There lay the black hull of the steamer at anchor: the wind of the night before had dropped; a flaring sunrise and stormy sky lowered behind the Riff Mountains, which were black.
Dressing was short work. The Moor handed us in at the door a tin basin of water, and in a short time we were ready for the next move. At that point R. craned up to look out of the high window. When she spoke, I could hardly believe her words. . . . _The steamer had weighed anchor and was moving._
There was no mistaking it: the black hull had swung round, and was making for the open sea, with a flag of smoke trailing behind her; and away she went to Gibraltar.
We rushed out upon the flat roof and up a rotten ladder minus three rungs--all unheeding--which gave access to the roof above our room, gaining nothing thereby except a panoramic view, with the departing boat in the middle distance. Already she stood well out to sea: the Customs House was a quarter of a mile from the beach: there was nothing to be done: to blame our kind old host would have been as ungrateful as it was useless, and regrets were equally unavailing. True it is that the wise man fends for himself and makes no arrangements second-hand in Morocco, where every one is _casual_ and every plan is _casual_. Had we found out when the ship's papers were going on board, and arranged with the agent to call us and take us in his boat, we should have eaten plum pudding in Gibraltar. Apparently the steamer had been signalling for the last hour to the effect that she was going, that the weather was bad and the sea rough outside, and that she would not venture to stay and dispatch her cargo--none of which facts the deaf and decrepit old Jew had grasped. He hobbled out, and would hardly believe his eyes.

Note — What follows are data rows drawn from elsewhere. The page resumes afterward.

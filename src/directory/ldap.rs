// src/directory/ldap.rs

use std::time::Duration;

use ldap3::adapters::{Adapter, EntriesOnly, PagedResults};
use ldap3::{Ldap, LdapConnAsync, LdapConnSettings, Scope, SearchEntry};
use tracing::{debug, warn};

use super::{DirectoryConnector, DirectorySession, Endpoint};
use crate::error::SearchError;

/// LDAP result codes, которые обрабатываются особо
const RC_SUCCESS: u32 = 0;
const RC_SIZE_LIMIT_EXCEEDED: u32 = 4;
const RC_NO_SUCH_OBJECT: u32 = 32;

/// Настройки соединения ldap3
#[derive(Debug, Clone)]
pub struct LdapConnector {
    pub connect_timeout: Duration,
    pub tls_verify: bool,
    pub page_size: i32,
}

impl Default for LdapConnector {
    fn default() -> Self {
        Self {
            connect_timeout: Duration::from_secs(10),
            tls_verify: true,
            page_size: 500,
        }
    }
}

impl DirectoryConnector for LdapConnector {
    type Session = LdapSession;

    async fn bind(
        &self,
        endpoint: &Endpoint,
        principal: &str,
        password: &str,
    ) -> Result<LdapSession, String> {
        let url = endpoint.url();

        let settings = LdapConnSettings::new()
            .set_conn_timeout(self.connect_timeout)
            .set_no_tls_verify(!self.tls_verify);

        let (conn, mut ldap) = LdapConnAsync::with_settings(settings, &url)
            .await
            .map_err(|e| format!("cannot reach {}: {}", url, e))?;

        // Драйвер соединения
        tokio::spawn(async move {
            if let Err(e) = conn.drive().await {
                warn!(error = %e, "LDAP connection driver error");
            }
        });

        let result = ldap
            .simple_bind(principal, password)
            .await
            .map_err(|e| e.to_string())?;

        if result.rc != RC_SUCCESS {
            // 49 = invalidCredentials
            let _ = ldap.unbind().await;
            return Err(format!("bind rejected with code {}: {}", result.rc, result.text));
        }

        Ok(LdapSession {
            ldap,
            page_size: self.page_size,
        })
    }
}

/// Живая сессия ldap3
pub struct LdapSession {
    ldap: Ldap,
    page_size: i32,
}

impl DirectorySession for LdapSession {
    async fn search(
        &mut self,
        base: &str,
        filter: &str,
        attrs: &[&str],
    ) -> Result<Vec<SearchEntry>, SearchError> {
        let transport = |source: ldap3::LdapError| SearchError::Transport {
            base: base.to_string(),
            source,
        };

        let adapters: Vec<Box<dyn Adapter<_, _>>> = vec![
            Box::new(EntriesOnly::new()),
            Box::new(PagedResults::new(self.page_size)),
        ];

        let mut stream = self
            .ldap
            .streaming_search_with(adapters, base, Scope::Subtree, filter, attrs.to_vec())
            .await
            .map_err(transport)?;

        let mut entries = Vec::new();
        while let Some(entry) = stream.next().await.map_err(transport)? {
            entries.push(SearchEntry::construct(entry));
        }

        let result = stream.finish().await;
        debug!(base = %base, rc = result.rc, count = entries.len(), "Search finished");

        classify(base, result.rc, result.text, entries)
    }

    async fn close(&mut self) {
        if let Err(e) = self.ldap.unbind().await {
            debug!(error = %e, "Unbind failed");
        }
    }
}

/// Итог поиска по коду результата: 4 оставляет частичный результат,
/// 32 (нет такой базы) считается пустым результатом
fn classify(
    base: &str,
    rc: u32,
    text: String,
    entries: Vec<SearchEntry>,
) -> Result<Vec<SearchEntry>, SearchError> {
    match rc {
        RC_SUCCESS => Ok(entries),
        RC_SIZE_LIMIT_EXCEEDED => {
            warn!(base = %base, count = entries.len(), "Size limit exceeded, result is partial");
            Ok(entries)
        }
        RC_NO_SUCH_OBJECT => {
            debug!(base = %base, "Base DN does not exist");
            Ok(Vec::new())
        }
        rc => Err(SearchError::Rejected {
            base: base.to_string(),
            rc,
            text,
        }),
    }
}
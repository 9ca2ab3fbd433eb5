//! Query solutions: partial mappings from variable id to atom.

use aion_common::term::{is_variable, Atom, VarId};
use std::collections::HashMap;

/// Variable slots kept inline; queries with more variables spill to a
/// heap buffer allocated once per solution.
pub const INLINE_VARS: usize = 16;

/// A partial mapping from variable id to atom.
///
/// Solutions are fixed-capacity records: the common case (≤ 16 variables)
/// lives entirely inline with no heap traffic on the per-row hot path.
/// Atom 0 is the reserved minimum sentinel and never assigned, so it
/// doubles as the "unbound" marker.
#[derive(Debug, Clone, PartialEq, Eq)]
pub struct Solution {
    inline: [Atom; INLINE_VARS],
    /// Slots for variable ids at and above `INLINE_VARS`.
    spill: Vec<Atom>,
    /// Total variable count of the owning query.
    width: u16,
}

impl Solution {
    /// Creates an all-unbound solution for a query with `width` variables.
    pub fn new(width: u16) -> Self {
        let spill = if width as usize > INLINE_VARS {
            vec![0; width as usize - INLINE_VARS]
        } else {
            Vec::new()
        };
        Self {
            inline: [0; INLINE_VARS],
            spill,
            width,
        }
    }

    /// The variable count of the owning query.
    #[inline]
    pub fn width(&self) -> u16 {
        self.width
    }

    /// The binding of `var`, or None if unbound.
    #[inline]
    pub fn get(&self, var: VarId) -> Option<Atom> {
        let slot = if (var as usize) < INLINE_VARS {
            self.inline[var as usize]
        } else {
            self.spill
                .get(var as usize - INLINE_VARS)
                .copied()
                .unwrap_or(0)
        };
        if slot == 0 {
            None
        } else {
            Some(slot)
        }
    }

    /// Binds `var` to `atom`.
    #[inline]
    pub fn set(&mut self, var: VarId, atom: Atom) {
        debug_assert!(var < self.width);
        debug_assert_ne!(atom, 0);
        if (var as usize) < INLINE_VARS {
            self.inline[var as usize] = atom;
        } else {
            self.spill[var as usize - INLINE_VARS] = atom;
        }
    }

    /// Removes the binding of `var`.
    #[inline]
    pub fn unset(&mut self, var: VarId) {
        if (var as usize) < INLINE_VARS {
            self.inline[var as usize] = 0;
        } else if let Some(slot) = self.spill.get_mut(var as usize - INLINE_VARS) {
            *slot = 0;
        }
    }

    /// Returns true if `var` is bound.
    #[inline]
    pub fn is_bound(&self, var: VarId) -> bool {
        self.get(var).is_some()
    }

    /// Merges `other`'s bindings into a copy of this solution. Returns
    /// None on a conflicting binding.
    pub fn merged(&self, other: &Solution) -> Option<Solution> {
        debug_assert_eq!(self.width, other.width);
        let mut out = self.clone();
        for var in 0..self.width {
            if let Some(theirs) = other.get(var) {
                match out.get(var) {
                    Some(ours) if ours != theirs => return None,
                    Some(_) => {}
                    None => out.set(var, theirs),
                }
            }
        }
        Some(out)
    }

    /// The binding tuple for a list of variables, 0 for unbound slots.
    /// Used as a hash key by joins, DISTINCT, and GROUP BY.
    pub fn key_tuple(&self, vars: &[VarId]) -> Vec<Atom> {
        vars.iter().map(|&v| self.get(v).unwrap_or(0)).collect()
    }
}

/// Assigns dense variable ids per query at plan time, so operators never
/// repeat the `?name` string test in hot loops.
#[derive(Debug, Default)]
pub struct VarRegistry {
    names: Vec<String>,
    by_name: HashMap<String, VarId>,
}

impl VarRegistry {
    /// Creates an empty registry.
    pub fn new() -> Self {
        Self::default()
    }

    /// Returns the id for a variable name (with or without the leading
    /// `?`), assigning the next id on first sight.
    pub fn var(&mut self, name: &str) -> VarId {
        let name = name.strip_prefix('?').unwrap_or(name);
        if let Some(&id) = self.by_name.get(name) {
            return id;
        }
        let id = self.names.len() as VarId;
        self.names.push(name.to_string());
        self.by_name.insert(name.to_string(), id);
        id
    }

    /// Looks up an already-registered variable.
    pub fn lookup(&self, name: &str) -> Option<VarId> {
        let name = name.strip_prefix('?').unwrap_or(name);
        self.by_name.get(name).copied()
    }

    /// The name of a variable id.
    pub fn name(&self, var: VarId) -> Option<&str> {
        self.names.get(var as usize).map(|s| s.as_str())
    }

    /// Number of registered variables; the width of this query's
    /// solutions.
    pub fn width(&self) -> u16 {
        self.names.len() as u16
    }

    /// Returns true if the pattern text is a variable reference.
    pub fn is_var(text: &str) -> bool {
        is_variable(text)
    }
}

We sat down to some weak green tea and the same dry aniseed-flavoured bread as the night before, and, thus fortified, reviewed our course of action, which had few complications, there being no other steamer before Christmas, and the ride to Ceuta or Tangier barred by reason of the flooded streams and general state of the country. The "open road" pointed towards Tetuan and our old quarters in the Spanish fonda, of which we had taken only the day before such joyful leave. It was inevitable, that next move; and should be made quickly, to judge by the look of the weather--the clouds were growing lower and blacker every half-hour.
Animals were a difficulty--our mules had gone back to the city the night before; but it would have been hard work wading across the flooded acres for seven miles; and there was our luggage.

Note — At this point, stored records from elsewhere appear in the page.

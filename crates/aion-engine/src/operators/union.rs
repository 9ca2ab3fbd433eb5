//! UNION: concatenation of two solution streams.

use super::{BoxedSolutionIter, SolutionIter};
use crate::solution::Solution;
use aion_common::Result;

/// Concatenates the left stream then the right. Variables appearing on
/// only one side remain unbound on the other side's rows; both sides
/// share the query-wide variable space, so no renaming happens here.
pub struct UnionIter<'a> {
    left: BoxedSolutionIter<'a>,
    right: BoxedSolutionIter<'a>,
    on_right: bool,
}

impl<'a> UnionIter<'a> {
    /// Creates the union.
    pub fn new(left: BoxedSolutionIter<'a>, right: BoxedSolutionIter<'a>) -> Self {
        Self {
            left,
            right,
            on_right: false,
        }
    }
}

impl SolutionIter for UnionIter<'_> {
    fn advance(&mut self) -> Result<bool> {
        if !self.on_right {
            if self.left.advance()? {
                return Ok(true);
            }
            self.on_right = true;
        }
        self.right.advance()
    }

    fn current(&self) -> &Solution {
        if self.on_right {
            self.right.current()
        } else {
            self.left.current()
        }
    }
}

Eventually we raised a seedy little rat of a pony, which R. rode; a ragged donkey, on which half our goods was balanced; while the other half went on a mule, with me on the top of all. We turned our backs on the hospitable white Customs House and the ill-favoured sea with a muttered imprecation.
In Tetuan a wealthy man was building a house. It was at a standstill for want of plaster. The plaster had already come in on the steamer _three_ times, and three times she had gone away without unloading it. The boat we had lost had made a fourth endeavour, and we learnt afterwards that Mr. N----'s ill-fated plaster had formed the cargo in the wave-washed boat of the evening before. Wet through, it set as hard as a stone in the sacks, and was useless: it lay like rocks on the beach. The bar at Martine has been tolerated for unknown ages: there is no reason to think that the Moor will rouse himself into making an effort and trying to facilitate the landing of pa.s.sengers and cargo.

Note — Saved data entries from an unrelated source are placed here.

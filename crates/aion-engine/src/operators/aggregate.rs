//! Aggregates and GROUP BY.

use super::{BoxedSolutionIter, SolutionIter};
use crate::expr::{format_number, numeric_value};
use crate::solution::Solution;
use crate::store::Store;
use aion_common::term::{Atom, VarId};
use aion_common::Result;
use std::collections::HashMap;

/// An aggregate function over a variable.
#[derive(Debug, Clone, Copy)]
pub enum Aggregate {
    /// Row count; with a variable, counts rows where it is bound.
    Count(Option<VarId>),
    /// Numeric sum; non-numeric bindings are skipped.
    Sum(VarId),
    /// Numeric average.
    Avg(VarId),
    /// Minimum term, numeric when both sides are numeric.
    Min(VarId),
    /// Maximum term.
    Max(VarId),
}

/// Running state of one aggregate in one group.
enum Accumulator {
    Count(u64),
    Sum(f64),
    Avg { sum: f64, count: u64 },
    Min(Option<Atom>),
    Max(Option<Atom>),
}

impl Accumulator {
    fn new(aggregate: &Aggregate) -> Self {
        match aggregate {
            Aggregate::Count(_) => Accumulator::Count(0),
            Aggregate::Sum(_) => Accumulator::Sum(0.0),
            Aggregate::Avg(_) => Accumulator::Avg { sum: 0.0, count: 0 },
            Aggregate::Min(_) => Accumulator::Min(None),
            Aggregate::Max(_) => Accumulator::Max(None),
        }
    }

    fn feed(&mut self, aggregate: &Aggregate, solution: &Solution, store: &Store) {
        match (self, aggregate) {
            (Accumulator::Count(count), Aggregate::Count(var)) => match var {
                Some(var) => {
                    if solution.is_bound(*var) {
                        *count += 1;
                    }
                }
                None => *count += 1,
            },
            (Accumulator::Sum(sum), Aggregate::Sum(var)) => {
                if let Some(n) = bound_number(solution, *var, store) {
                    *sum += n;
                }
            }
            (Accumulator::Avg { sum, count }, Aggregate::Avg(var)) => {
                if let Some(n) = bound_number(solution, *var, store) {
                    *sum += n;
                    *count += 1;
                }
            }
            (Accumulator::Min(best), Aggregate::Min(var)) => {
                if let Some(atom) = solution.get(*var) {
                    *best = Some(match *best {
                        Some(current) => pick(store, current, atom, true),
                        None => atom,
                    });
                }
            }
            (Accumulator::Max(best), Aggregate::Max(var)) => {
                if let Some(atom) = solution.get(*var) {
                    *best = Some(match *best {
                        Some(current) => pick(store, current, atom, false),
                        None => atom,
                    });
                }
            }
            _ => unreachable!("accumulator/aggregate pairing is fixed at construction"),
        }
    }

    /// Finishes this accumulator into a bound atom, interning computed
    /// numbers as plain literals. MIN/MAX carry the winning term itself.
    fn finish(&self, store: &Store) -> Result<Option<Atom>> {
        match self {
            Accumulator::Count(count) => {
                Ok(Some(store.intern_number_literal(*count as f64)?))
            }
            Accumulator::Sum(sum) => Ok(Some(store.intern_number_literal(*sum)?)),
            Accumulator::Avg { sum, count } => {
                if *count == 0 {
                    return Ok(None);
                }
                Ok(Some(store.intern_number_literal(sum / *count as f64)?))
            }
            Accumulator::Min(best) | Accumulator::Max(best) => Ok(*best),
        }
    }
}

fn bound_number(solution: &Solution, var: VarId, store: &Store) -> Option<f64> {
    let atom = solution.get(var)?;
    let bytes = store.atom_bytes(atom).ok()?;
    numeric_value(&bytes)
}

/// Picks the smaller (`want_min`) or larger of two terms: numerically
/// when both are numeric, by lexical byte order otherwise.
fn pick(store: &Store, current: Atom, candidate: Atom, want_min: bool) -> Atom {
    let current_bytes = store.atom_bytes(current).unwrap_or_default();
    let candidate_bytes = store.atom_bytes(candidate).unwrap_or_default();

    let ordering = match (
        numeric_value(&current_bytes),
        numeric_value(&candidate_bytes),
    ) {
        (Some(a), Some(b)) => a.partial_cmp(&b).unwrap_or(std::cmp::Ordering::Equal),
        _ => current_bytes.cmp(&candidate_bytes),
    };

    let candidate_wins = if want_min {
        ordering == std::cmp::Ordering::Greater
    } else {
        ordering == std::cmp::Ordering::Less
    };
    if candidate_wins {
        candidate
    } else {
        current
    }
}

/// GROUP BY with one accumulator set per group.
///
/// Solutions hash by the group-key tuple; aggregation is the one
/// semantically required materialization here. Output rows bind the group
/// keys plus one target variable per aggregate.
pub struct GroupByIter<'a> {
    store: &'a Store,
    input: Option<BoxedSolutionIter<'a>>,
    group_vars: Vec<VarId>,
    /// (function, output variable) pairs.
    aggregates: Vec<(Aggregate, VarId)>,
    width: u16,
    output: Vec<Solution>,
    position: usize,
    materialized: bool,
}

impl<'a> GroupByIter<'a> {
    /// Creates the grouping. With no group variables, everything falls
    /// into a single group (plain aggregation).
    pub fn new(
        store: &'a Store,
        input: BoxedSolutionIter<'a>,
        group_vars: Vec<VarId>,
        aggregates: Vec<(Aggregate, VarId)>,
        width: u16,
    ) -> Self {
        Self {
            store,
            input: Some(input),
            group_vars,
            aggregates,
            width,
            output: Vec::new(),
            position: 0,
            materialized: false,
        }
    }

    fn materialize(&mut self) -> Result<()> {
        let mut input = self.input.take().expect("materialize runs once");

        let mut groups: HashMap<Vec<Atom>, Vec<Accumulator>> = HashMap::new();
        let mut any_rows = false;
        while input.advance()? {
            any_rows = true;
            let row = input.current();
            let key = row.key_tuple(&self.group_vars);
            let accumulators = groups.entry(key).or_insert_with(|| {
                self.aggregates
                    .iter()
                    .map(|(agg, _)| Accumulator::new(agg))
                    .collect()
            });
            for (accumulator, (aggregate, _)) in
                accumulators.iter_mut().zip(self.aggregates.iter())
            {
                accumulator.feed(aggregate, row, self.store);
            }
        }

        // Plain aggregation over an empty input still yields one row
        // (COUNT = 0), matching aggregate semantics without GROUP BY.
        if groups.is_empty() && self.group_vars.is_empty() && !any_rows {
            groups.insert(
                Vec::new(),
                self.aggregates
                    .iter()
                    .map(|(agg, _)| Accumulator::new(agg))
                    .collect(),
            );
        }

        let mut keys: Vec<Vec<Atom>> = groups.keys().cloned().collect();
        keys.sort_unstable();

        for key in keys {
            let accumulators = &groups[&key];
            let mut solution = Solution::new(self.width);
            for (var, atom) in self.group_vars.iter().zip(key.iter()) {
                if *atom != 0 {
                    solution.set(*var, *atom);
                }
            }
            for (accumulator, (_, target)) in accumulators.iter().zip(self.aggregates.iter()) {
                if let Some(atom) = accumulator.finish(self.store)? {
                    solution.set(*target, atom);
                }
            }
            self.output.push(solution);
        }

        self.materialized = true;
        Ok(())
    }
}

impl SolutionIter for GroupByIter<'_> {
    fn advance(&mut self) -> Result<bool> {
        if !self.materialized {
            self.materialize()?;
            self.position = 0;
            return Ok(!self.output.is_empty());
        }
        if self.position + 1 < self.output.len() {
            self.position += 1;
            return Ok(true);
        }
        Ok(false)
    }

    fn current(&self) -> &Solution {
        &self.output[self.position]
    }
}

/// Helper used by [`Accumulator::finish`]: formats and interns a numeric
/// result as a plain literal.
impl Store {
    pub(crate) fn intern_number_literal(&self, n: f64) -> Result<Atom> {
        let text = format!("\"{}\"", format_number(n));
        self.intern_term(&text)
    }
}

We left upon our right as we rode along, some hundreds of yards from the sea, the remains of what years upon years ago was a fort, built somewhat as forts will be built in the near future--with a view to concealment.
The outside wall facing the Mediterranean was crescent-shaped, and but four feet high at most, the sand sloping up nearly to the top, and overgrown with vegetation, so that little or no fort showed at all. There were a few loop-holes, through which men could shoot from the inside lying down; there was a well in the centre of the fort, and a small bomb-proof building, with an arched roof many feet thick, where powder had been kept. A primitive construction, this harmless-looking little crescent facing the sea--once upon a time bristling with dare-devil Moors and their long guns.
Half-way to Tetuan we pa.s.sed _the_ cart, the first and last I saw in the place: its antediluvian body was set on two demented wheels, which rolled out of the upright like a tipsy sailor. The cart was Government property: five mules of different sizes, drew it up in a string from the sea to the city, through the quagmire, laden with flour and kerosene oil and stores of all descriptions, a couple of Moors toiling alongside.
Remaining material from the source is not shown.